For those of you who follow this blog, you know that I have an interest in the job market for MBA graduates. As I have argued in the past, as difficult as the job market has been for MBA graduates from the class of 2009, it is my expectation that that the job market will, unfortunately, turn out to be worse for graduates from the class of 2010 (see Visit to the FT and Crisis for MBA Grads). I was therefore not surprised to come across an article in yesterday’s New York Times detailing the difficulty that Law students have been having on this year’s market (see Downturn Dims Prospects).
This fall, law students are competing for half as many openings at big firms as they were last year in what is shaping up to be the most wrenching job search season in over 50 years.
New York University, Georgetown, Northwestern and other top universities confirm that interviews are down by a third to a half compared with a year ago, while lower-ranked schools are suffering more. What is more, when interviews finish in a few weeks, even fewer offers will be extended, said Howard L. Ellin, the chairman of global hiring at Skadden, Arps, because many firms are interviewing students for slots they may not fill.
We were already in recession at this time last year. So if interviews are down 33-50% from last year’s already depressed level, how bad must the market be this year?? Wow!
Although the New York Times article is specific to the market for attorneys, the job market for Law School grads shares many similarities with the market for MBA grads. Interviews start a bit earlier for law graduates than business graduates; but as with law, the lion’s share of the MBA interview activity takes place in the Fall.

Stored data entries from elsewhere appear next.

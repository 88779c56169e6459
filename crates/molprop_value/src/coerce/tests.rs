use super::*;
use crate::ValueKind;
use pretty_assertions::assert_eq;

#[test]
fn test_same_kind_copies() {
    assert_eq!(Value::from(7i32).extract::<i32>(), Ok(7));
    assert_eq!(Value::from(true).extract::<bool>(), Ok(true));
    assert_eq!(Value::from(0.25f32).extract::<f32>(), Ok(0.25));
    assert_eq!(Value::from(9u64).extract::<u64>(), Ok(9));
    assert_eq!(
        Value::from(vec!["a", "b"]).extract::<Vec<String>>(),
        Ok(vec![String::from("a"), String::from("b")])
    );
}

#[test]
fn test_string_parses_to_numbers() {
    assert_eq!(Value::from("42").extract::<i32>(), Ok(42));
    assert_eq!(Value::from("42").extract::<u32>(), Ok(42));
    assert_eq!(Value::from("-1.5").extract::<f64>(), Ok(-1.5));
    assert_eq!(Value::from("0.75").extract::<f32>(), Ok(0.75));
    assert_eq!(Value::from("1e-7").extract::<f64>(), Ok(1e-7));
    assert_eq!(Value::from("-9000000000").extract::<i64>(), Ok(-9_000_000_000));
    assert_eq!(
        Value::from("18446744073709551615").extract::<u64>(),
        Ok(u64::MAX)
    );
    assert_eq!(Value::from("1").extract::<bool>(), Ok(true));
    assert_eq!(Value::from("0").extract::<bool>(), Ok(false));
}

#[test]
fn test_string_parse_failure() {
    assert_eq!(
        Value::from("abc").extract::<i32>(),
        Err(ValueError::Conversion {
            value: String::from("abc"),
            target: "int32",
        })
    );
    assert_eq!(
        Value::from("-1").extract::<u32>(),
        Err(ValueError::Conversion {
            value: String::from("-1"),
            target: "uint32",
        })
    );
    assert!(Value::from("true")
        .extract::<bool>()
        .is_err_and(|e| e.is_conversion()));
    assert!(Value::from(" 3").extract::<i32>().is_err());
}

#[test]
fn test_no_cross_numeric_coercion() {
    assert_eq!(
        Value::from(1i32).extract::<f64>(),
        Err(ValueError::type_mismatch("float64", "int32"))
    );
    assert_eq!(
        Value::from(1.0f64).extract::<f32>(),
        Err(ValueError::type_mismatch("float32", "float64"))
    );
}

#[test]
fn test_non_numeric_targets_stay_strict() {
    assert_eq!(
        Value::from("[1,2,]").extract::<Vec<i32>>(),
        Err(ValueError::type_mismatch("vec<int32>", "string"))
    );
    assert_eq!(
        Value::from(5i32).extract::<String>(),
        Err(ValueError::type_mismatch("string", "int32"))
    );
}

#[test]
fn test_extract_value_is_clone() {
    let v = Value::from(vec![1u32]);
    let copy = v.extract::<Value>();
    assert_eq!(copy.map(|c| c.kind()), Ok(ValueKind::VecUInt32));
}
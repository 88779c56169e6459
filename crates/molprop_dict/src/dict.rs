//! The ordered property dictionary.

use crate::{DictError, PropKey, Result};
use molprop_tags::{PropTag, SharedRegistry};
use molprop_value::{AnyValue, FromValue, Value, ValueType};

/// Ordered map from property tag to [`Value`].
///
/// Entries keep first-insertion order: overwriting a key keeps its slot,
/// clearing it closes the gap. Lookup is a linear scan, which beats hashing
/// for the handful of properties a typical atom or bond carries.
///
/// String keys are resolved through the dictionary's [`SharedRegistry`];
/// two dictionaries on the same registry agree on every tag.
#[derive(Clone, Debug)]
pub struct Dict {
    data: Vec<(PropTag, Value)>,
    /// Set once any heap-owning value is stored; cleared only by `reset`.
    /// Informational only: nothing in this crate branches on it.
    has_non_pod_data: bool,
    registry: SharedRegistry,
}

impl Dict {
    /// Create an empty dictionary on the process-wide registry.
    pub fn new() -> Self {
        Self::with_registry(SharedRegistry::global())
    }

    /// Create an empty dictionary on the given registry.
    pub fn with_registry(registry: SharedRegistry) -> Self {
        Dict {
            data: Vec::new(),
            has_non_pod_data: false,
            registry,
        }
    }

    /// The registry string keys resolve through.
    pub fn registry(&self) -> &SharedRegistry {
        &self.registry
    }

    /// Number of entries.
    pub fn len(&self) -> usize {
        self.data.len()
    }

    /// Check if the dictionary has no entries.
    pub fn is_empty(&self) -> bool {
        self.data.is_empty()
    }

    /// Whether a heap-owning value was ever stored since the last `reset`.
    ///
    /// A hint for callers such as serializers that can take a flat path when
    /// every entry is inline. `Clone` and `reset` behave the same either way.
    pub fn has_non_pod_data(&self) -> bool {
        self.has_non_pod_data
    }

    fn position(&self, tag: PropTag) -> Option<usize> {
        self.data.iter().position(|(t, _)| *t == tag)
    }

    fn find(&self, key: &impl PropKey) -> Option<&Value> {
        let tag = key.lookup(&self.registry)?;
        self.data.iter().find(|(t, _)| *t == tag).map(|(_, v)| v)
    }

    #[cold]
    fn missing(&self, key: &impl PropKey) -> DictError {
        DictError::Key {
            key: key.display_name(&self.registry),
        }
    }

    /// Store a value, overwriting in place if the key exists.
    ///
    /// # Errors
    ///
    /// [`DictError::Tag`] if the key cannot be resolved to a tag.
    pub fn set_val(&mut self, key: impl PropKey, value: impl Into<Value>) -> Result<()> {
        let value = value.into();
        let tag = key.intern(&self.registry)?;
        if !value.is_pod() {
            self.has_non_pod_data = true;
        }
        match self.position(tag) {
            Some(i) => self.data[i].1 = value,
            None => self.data.push((tag, value)),
        }
        Ok(())
    }

    /// Store an arbitrary payload in the `Any` box.
    ///
    /// # Errors
    ///
    /// See [`Dict::set_val`].
    pub fn set_any<T: AnyValue>(&mut self, key: impl PropKey, payload: T) -> Result<()> {
        self.set_val(key, Value::from_any(payload))
    }

    /// Read a value as `T`, parsing string values for numeric `T`.
    ///
    /// # Errors
    ///
    /// [`DictError::Key`] if absent, [`DictError::Value`] if the stored
    /// value cannot be converted.
    pub fn get_val<T: FromValue>(&self, key: impl PropKey) -> Result<T> {
        let value = self.find(&key).ok_or_else(|| self.missing(&key))?;
        Ok(value.extract::<T>()?)
    }

    /// Like [`Dict::get_val`], but absence is `Ok(None)`.
    ///
    /// # Errors
    ///
    /// [`DictError::Value`] if the key is present but cannot be converted.
    pub fn get_val_if_present<T: FromValue>(&self, key: impl PropKey) -> Result<Option<T>> {
        match self.find(&key) {
            Some(value) => Ok(Some(value.extract::<T>()?)),
            None => Ok(None),
        }
    }

    /// Borrow a value as `T` without coercion.
    ///
    /// # Errors
    ///
    /// [`DictError::Key`] if absent, [`DictError::Value`] on a kind mismatch.
    pub fn get_ref<T: ValueType>(&self, key: impl PropKey) -> Result<&T> {
        let value = self.find(&key).ok_or_else(|| self.missing(&key))?;
        Ok(value.get::<T>()?)
    }

    /// Borrow a boxed `Any` payload as `T`.
    ///
    /// # Errors
    ///
    /// [`DictError::Key`] if absent, [`DictError::Value`] if the value is not
    /// a boxed `T`.
    pub fn get_any<T: AnyValue>(&self, key: impl PropKey) -> Result<&T> {
        let value = self.find(&key).ok_or_else(|| self.missing(&key))?;
        Ok(value.downcast_ref::<T>()?)
    }

    /// Render a value as text.
    ///
    /// # Errors
    ///
    /// [`DictError::Key`] if absent, [`DictError::Value`] if the value has no
    /// text rendering.
    pub fn get_val_as_string(&self, key: impl PropKey) -> Result<String> {
        let value = self.find(&key).ok_or_else(|| self.missing(&key))?;
        Ok(value.to_text()?)
    }

    /// Like [`Dict::get_val_as_string`], but absence is `Ok(None)`.
    ///
    /// # Errors
    ///
    /// [`DictError::Value`] if the value has no text rendering.
    pub fn get_val_as_string_if_present(&self, key: impl PropKey) -> Result<Option<String>> {
        match self.find(&key) {
            Some(value) => Ok(Some(value.to_text()?)),
            None => Ok(None),
        }
    }

    /// Borrow the raw stored value.
    pub fn get_value(&self, key: impl PropKey) -> Option<&Value> {
        self.find(&key)
    }

    /// Check if a value is stored under the key.
    pub fn has_val(&self, key: impl PropKey) -> bool {
        self.find(&key).is_some()
    }

    /// Remove an entry, keeping the order of the rest.
    ///
    /// # Errors
    ///
    /// [`DictError::Key`] if absent.
    pub fn clear_val(&mut self, key: impl PropKey) -> Result<()> {
        let index = key
            .lookup(&self.registry)
            .and_then(|tag| self.position(tag))
            .ok_or_else(|| self.missing(&key))?;
        self.data.remove(index);
        Ok(())
    }

    /// Names of every key, in insertion order.
    pub fn keys(&self) -> Vec<String> {
        self.data
            .iter()
            .map(|(tag, _)| tag.display_name(&self.registry))
            .collect()
    }

    /// Tags of every key, in insertion order.
    pub fn tags(&self) -> impl Iterator<Item = PropTag> + '_ {
        self.data.iter().map(|(tag, _)| *tag)
    }

    /// Drop every entry.
    pub fn reset(&mut self) {
        self.data.clear();
        self.has_non_pod_data = false;
    }

    /// Iterate `(tag, value)` pairs in insertion order.
    pub fn iter(&self) -> Iter<'_> {
        Iter {
            inner: self.data.iter(),
        }
    }

    /// Merge `other` into `self`.
    ///
    /// Keys new to `self` are appended in `other`'s order. Keys present in
    /// both are overwritten unless `preserve_existing` is set. Tags are
    /// carried over by name when the two dictionaries use different
    /// registries.
    ///
    /// # Errors
    ///
    /// [`DictError::Tag`] if a name from `other` cannot be interned here.
    pub fn update(&mut self, other: &Dict, preserve_existing: bool) -> Result<()> {
        tracing::trace!(
            incoming = other.len(),
            preserve_existing,
            "merging property dictionary"
        );
        let same_registry = self.registry.ptr_eq(&other.registry);
        for (tag, value) in &other.data {
            let tag = if same_registry {
                *tag
            } else {
                let name = other.registry.name(*tag)?;
                self.registry.try_intern(&name)?
            };
            match self.position(tag) {
                Some(_) if preserve_existing => {}
                Some(i) => self.data[i].1 = value.clone(),
                None => self.data.push((tag, value.clone())),
            }
        }
        self.has_non_pod_data |= other.has_non_pod_data;
        Ok(())
    }
}

impl Default for Dict {
    fn default() -> Self {
        Self::new()
    }
}

/// Iterator over a [`Dict`]'s entries, created by [`Dict::iter`].
pub struct Iter<'a> {
    inner: std::slice::Iter<'a, (PropTag, Value)>,
}

impl<'a> Iterator for Iter<'a> {
    type Item = (PropTag, &'a Value);

    fn next(&mut self) -> Option<Self::Item> {
        self.inner.next().map(|(tag, value)| (*tag, value))
    }

    fn size_hint(&self) -> (usize, Option<usize>) {
        self.inner.size_hint()
    }
}

impl ExactSizeIterator for Iter<'_> {}

impl<'a> IntoIterator for &'a Dict {
    type Item = (PropTag, &'a Value);
    type IntoIter = Iter<'a>;

    fn into_iter(self) -> Iter<'a> {
        self.iter()
    }
}

#[cfg(test)]
#[allow(
    clippy::unwrap_used,
    reason = "tests use unwrap to panic on unexpected state"
)]
mod tests;
//! Property name interning.
//!
//! Every property stored on a graph entity is keyed by a [`PropTag`], a small
//! dense integer standing in for the property's name. This crate owns the
//! name <-> tag mapping:
//!
//! - [`TagRegistry`] allocates tags on first use and maps them back to names
//! - [`SharedRegistry`] is the cloneable handle dictionaries hold, with a
//!   lazily built process-wide default ([`SharedRegistry::global`])
//! - [`common_properties`] is the fixed table of well-known names every
//!   registry is seeded with, so their tags are stable across runs
//!
//! # Thread Safety
//!
//! The registry is the only shared mutable structure in the property stack.
//! Interning takes a read lock on the fast path and a write lock with a
//! double-check on the slow path, so concurrent first use of a name from
//! several threads yields a single tag.

pub mod common_properties;
mod error;
mod registry;
mod tag;

pub use error::{Result, TagError};
pub use registry::{SharedRegistry, TagRegistry};
pub use tag::PropTag;
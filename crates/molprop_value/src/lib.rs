//! Tagged dynamic values for property storage.
//!
//! A [`Value`] holds exactly one of a closed set of kinds: empty, the four
//! scalar kinds plus `f32`, a string, five vector kinds, or an arbitrary
//! boxed payload ([`AnyBox`]). The live variant is the [`ValueKind`].
//!
//! # Ownership
//!
//! Scalar kinds are stored inline. String, vector and boxed kinds own their
//! payload outright: cloning a value deep-copies it and dropping a value
//! releases it once. No two values ever share a payload, so mutating one
//! through [`Value::get_mut`] can never be observed through another.
//!
//! # Access
//!
//! - [`Value::get`] / [`Value::get_mut`]: strict typed access via
//!   [`ValueType`]. Fails with [`ValueError::TypeMismatch`] unless the live
//!   kind matches (or the boxed payload is exactly that type).
//! - [`Value::extract`]: owned access via [`FromValue`], which additionally
//!   parses string values into numeric targets.
//! - [`Value::to_text`]: locale-invariant text rendering of any kind.

mod any;
mod coerce;
mod error;
mod kind;
mod text;
mod value;

pub use any::{AnyBox, AnyValue};
pub use coerce::FromValue;
pub use error::{Result, ValueError};
pub use kind::ValueKind;
pub use value::{Value, ValueType};
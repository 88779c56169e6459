//! Interned property tag.

use std::fmt;

/// Interned property name.
///
/// Tags are allocated densely from 0 in first-seen order, so the raw value
/// doubles as an index into the registry's name table. The well-known names
/// in [`crate::common_properties`] always occupy the lowest tags.
#[derive(Copy, Clone, Eq, PartialEq, Ord, PartialOrd, Hash)]
#[repr(transparent)]
pub struct PropTag(u32);

impl PropTag {
    /// Create from a raw tag value.
    #[inline]
    pub const fn from_raw(raw: u32) -> Self {
        PropTag(raw)
    }

    /// Get raw u32 value.
    #[inline]
    pub const fn raw(self) -> u32 {
        self.0
    }

    /// Position of this tag in the registry's name table.
    #[inline]
    pub const fn index(self) -> usize {
        self.0 as usize
    }
}

impl fmt::Debug for PropTag {
    fn fmt(&self, f: &mut fmt::Formatter<'_>) -> fmt::Result {
        write!(f, "PropTag({})", self.0)
    }
}

impl fmt::Display for PropTag {
    fn fmt(&self, f: &mut fmt::Formatter<'_>) -> fmt::Result {
        write!(f, "{}", self.0)
    }
}

impl From<PropTag> for u32 {
    fn from(tag: PropTag) -> Self {
        tag.0
    }
}
//! Value access errors.

use thiserror::Error;

/// Result alias for value access.
pub type Result<T> = std::result::Result<T, ValueError>;

/// Errors produced when reading or rendering a [`Value`](crate::Value).
#[derive(Debug, Clone, PartialEq, Eq, Error)]
pub enum ValueError {
    /// The stored kind does not match the requested type and no coercion
    /// applies.
    #[error("type mismatch: expected {expected}, found {found}")]
    TypeMismatch {
        /// Requested type.
        expected: &'static str,
        /// Type actually stored.
        found: &'static str,
    },
    /// A stored string could not be parsed as the requested type.
    #[error("cannot convert {value:?} to {target}")]
    Conversion {
        /// The text that failed to parse.
        value: String,
        /// Requested type.
        target: &'static str,
    },
    /// A boxed payload has no text rendering.
    #[error("cannot render boxed {type_name} as text")]
    Unrenderable {
        /// Type name of the boxed payload.
        type_name: &'static str,
    },
}

impl ValueError {
    /// Create a type mismatch error.
    #[cold]
    pub fn type_mismatch(expected: &'static str, found: &'static str) -> Self {
        ValueError::TypeMismatch { expected, found }
    }

    /// Whether this is a conversion failure (parse or render) rather than a
    /// plain kind mismatch.
    pub fn is_conversion(&self) -> bool {
        matches!(
            self,
            ValueError::Conversion { .. } | ValueError::Unrenderable { .. }
        )
    }
}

And even if the broader economy is improving (and I am not quite convinced improvement is the word to characterize it, stabilizing is probably more accurate), it will be quite some time before the market for MBA grads picks back up, as many companies do not foresee robust growth. So not only are graduates competing for fewer overall slots, but they are also competing with the unemployed and under-employed (individuals who are working part-time for economic reasons, and similarly-credentialed graduates who took whatever jobs they could find).